Property	Type	Description
`aiService`	`string`	Override AI service for this request
`model`	`string`	Override model for this request
`maxTokens`	`number`	Override max tokens for this request
`temperature`	`number`	Override temperature for this request
`topP`	`number`	Override top-p for this request
`maxInputTokens`	`number`	Override max input tokens for this request
`maxCompletionTokens`	`number`	Maximum completion tokens (for reasoning models)
`reasoningEffort`	`string`	Reasoning effort level: `"low"`, `"medium"`, or `"high"` (for reasoning models)
`apiKey`	`string`	Override API key for this request (takes precedence over ProviderRegistry)
`tools`	`Tool[]`	Array of tool definitions for function calling
`responseFormat`	`Object \| string`	Response format specification (`json_object`/`json_schema` object shapes, plain schema-like object, or JSON aliases: `"json"`, `"object"`, `"json_object"`)
`outputConfig`	`Object`	Legacy/migration support. Anthropic-style alternative structured-output input shape, normalized internally via `responseFormat`. Prefer `responseFormat` for all new usage.
`response_format`	`Object \| string`	Legacy/migration support. Snake_case alias for `responseFormat`; passthrough-friendly for provider-native payloads. Prefer `responseFormat` for all new usage.
`output_config`	`Object`	Legacy/migration support. Snake_case alias for `outputConfig`; passed through as-is when provided. Prefer `responseFormat` for all new usage.

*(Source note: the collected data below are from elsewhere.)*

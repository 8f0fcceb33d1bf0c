mod commands;

use clap::{CommandFactory, Parser};
use clap_complete::{Shell, generate};
use commands::args::{ChartArgs, parse_dob, parse_house};
use commands::numerology::NumerologyCommand;
use starmap_core::{Aspect, House, Language, Period, Theme};
use std::io;
use std::path::PathBuf;
use tracing_subscriber::EnvFilter;

#[derive(Parser)]
#[command(name = "starmap")]
#[command(version, about = "Birth charts and horoscopes from The Numerology API")]
#[command(long_about = None)]
struct Cli {
    /// Log request details to stderr
    #[arg(short, long, global = true)]
    verbose: bool,

    #[command(subcommand)]
    command: Command,
}

#[derive(Parser)]
enum Command {
    /// Store the RapidAPI key and chart defaults
    ///
    /// The key is written to ~/.starmap/config.toml. STARMAP_API_KEY, when
    /// set, takes precedence over the stored key.
    Configure,

    /// Fetch birth chart data as JSON
    Chart {
        #[command(flatten)]
        chart: ChartArgs,
    },

    /// Render a birth chart as SVG and save it
    ChartSvg {
        #[command(flatten)]
        chart: ChartArgs,

        /// Label language (EN, FR, PT, IT, CN, ES, RU, TR, DE, HI)
        #[arg(long)]
        lang: Option<Language>,

        /// Theme (classic, light, dark, dark-high-contrast)
        #[arg(long)]
        theme: Option<Theme>,

        /// File to write the SVG to
        #[arg(short, long, default_value = "birth_chart.svg")]
        output: PathBuf,
    },

    /// Daily, weekly or monthly horoscope
    Horoscope {
        /// Date of birth (YYYY-MM-DD)
        #[arg(long, value_parser = parse_dob)]
        dob: String,

        /// daily, weekly or monthly
        #[arg(short, long, default_value = "daily")]
        period: Period,
    },

    /// Daily, weekly or monthly planetary horoscope
    Planetary {
        /// Date of birth (YYYY-MM-DD)
        #[arg(long, value_parser = parse_dob)]
        dob: String,

        /// daily, weekly or monthly
        #[arg(short, long, default_value = "daily")]
        period: Period,
    },

    /// Describe an aspect (conjunction, opposite, square, trine, sextile)
    Aspect { aspect: Aspect },

    /// Describe a house, by name ("seventh") or number (7)
    House {
        #[arg(value_parser = parse_house)]
        house: House,
    },

    /// Numerology numbers and the lucky days calendar
    Numerology {
        #[command(subcommand)]
        command: NumerologyCommand,
    },

    /// Check that the API key works and the service answers
    Health,

    /// Generate shell completion scripts
    Completions {
        /// Shell to generate completions for
        #[arg(value_enum)]
        shell: Shell,
    },
}

fn init_tracing(verbose: bool) {
    let filter = if verbose {
        EnvFilter::new("starmap=debug,starmap_client=debug")
    } else {
        EnvFilter::try_from_default_env().unwrap_or_else(|_| EnvFilter::new("warn"))
    };

    tracing_subscriber::fmt()
        .with_env_filter(filter)
        .with_writer(io::stderr)
        .with_target(false)
        .init();
}

#[tokio::main]
async fn main() -> anyhow::Result<()> {
    let cli = Cli::parse();
    init_tracing(cli.verbose);

    match cli.command {
        Command::Configure => commands::configure::run().await,
        Command::Chart { chart } => commands::chart::json(chart).await,
        Command::ChartSvg {
            chart,
            lang,
            theme,
            output,
        } => commands::chart::svg(chart, lang, theme, output).await,
        Command::Horoscope { dob, period } => commands::horoscope::run(period, dob).await,
        Command::Planetary { dob, period } => commands::horoscope::planetary(period, dob).await,
        Command::Aspect { aspect } => commands::lookup::aspect(aspect).await,
        Command::House { house } => commands::lookup::house(house).await,
        Command::Numerology { command } => commands::numerology::run(command).await,
        Command::Health => commands::numerology::health().await,
        Command::Completions { shell } => {
            let mut cmd = Cli::command();
            generate(shell, &mut cmd, "starmap", &mut io::stdout());
            Ok(())
        }
    }
}
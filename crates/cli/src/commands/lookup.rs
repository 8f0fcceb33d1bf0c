use super::{Session, print_response};
use anyhow::{Context, Result};
use starmap_core::{Aspect, House};

pub async fn aspect(aspect: Aspect) -> Result<()> {
    let session = Session::load()?;
    let response = session
        .client
        .astrology_aspect(aspect)
        .await
        .context("Aspect lookup failed")?;
    print_response(response)
}

pub async fn house(house: House) -> Result<()> {
    let session = Session::load()?;
    let response = session
        .client
        .astrology_house(house)
        .await
        .context("House lookup failed")?;
    print_response(response)
}
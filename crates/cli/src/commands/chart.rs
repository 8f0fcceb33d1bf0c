use super::args::ChartArgs;
use super::{Session, print_response};
use anyhow::{Context, Result};
use starmap_core::{Language, SvgChartRequest, Theme};
use std::fs;
use std::path::PathBuf;

/// Fetch birth chart data and print it
pub async fn json(chart: ChartArgs) -> Result<()> {
    let session = Session::load()?;
    let request = chart.to_request(&session.defaults);

    let response = session
        .client
        .birth_chart(&request)
        .await
        .context("Birth chart request failed")?;
    print_response(response)
}

/// Fetch the birth chart drawing and write it to `output`
pub async fn svg(
    chart: ChartArgs,
    lang: Option<Language>,
    theme: Option<Theme>,
    output: PathBuf,
) -> Result<()> {
    let session = Session::load()?;
    let mut request =
        SvgChartRequest::with_defaults(chart.to_request(&session.defaults), &session.defaults);
    if let Some(lang) = lang {
        request = request.lang(lang);
    }
    if let Some(theme) = theme {
        request = request.theme(theme);
    }

    println!("🎨 Rendering chart for {}...", request.chart.name);
    let svg = session
        .client
        .birth_chart_svg(&request)
        .await
        .context("Birth chart SVG request failed")?;

    if !svg.trim_start().starts_with('<') {
        eprintln!("⚠ Response does not look like SVG; saving it anyway");
    }

    fs::write(&output, &svg)
        .with_context(|| format!("Failed to write {}", output.display()))?;
    println!("✅ SVG saved as {}", output.display());

    Ok(())
}
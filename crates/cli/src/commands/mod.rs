pub mod args;
pub mod chart;
pub mod configure;
pub mod horoscope;
pub mod lookup;
pub mod numerology;

use anyhow::{Context, Result};
use starmap_client::StarMapClient;
use starmap_core::{ApiResponse, ChartDefaults};

/// Client and chart defaults built from the user config
pub struct Session {
    pub client: StarMapClient,
    pub defaults: ChartDefaults,
}

impl Session {
    pub fn load() -> Result<Self> {
        let config = configure::load_config()?;
        let api_key =
            configure::resolve_api_key(std::env::var(configure::API_KEY_ENV).ok(), &config)
                .with_context(|| {
                    format!(
                        "No API key configured. Run 'starmap configure' or set {}",
                        configure::API_KEY_ENV
                    )
                })?;

        let client = StarMapClient::new(api_key).with_base_url(config.base_url());
        tracing::debug!(base_url = client.base_url(), "client ready");

        Ok(Self {
            client,
            defaults: config.defaults,
        })
    }
}

/// Print a JSON endpoint's result, fallback included, as pretty JSON
pub fn print_response(response: ApiResponse) -> Result<()> {
    if let ApiResponse::Unparsed { status_code, .. } = &response {
        eprintln!("⚠ Response was not JSON (HTTP {})", status_code);
    }
    let text = serde_json::to_string_pretty(&response.into_value())
        .context("Failed to format response")?;
    println!("{}", text);
    Ok(())
}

Use one naming style per field to avoid ambiguity:

Prefer camelCase (responseFormat or its alias outputConfig) in app code.
Prefer snake_case (response_format, output_config) when reusing raw provider payload snippets.
Do not send both aliases for the same field in one request; conflicting info may result in error.

Tool:

Property	Type	Description
`type`	`string`	Tool type, typically `"function"`
`function`	`Object`	Function definition
`function.name`	`string`	Function name
`function.description`	`string`	Function description
`function.parameters`	`Object`	Function parameters schema (OpenAI format)
`function.input_schema`	`Object`	Function input schema (Anthropic format)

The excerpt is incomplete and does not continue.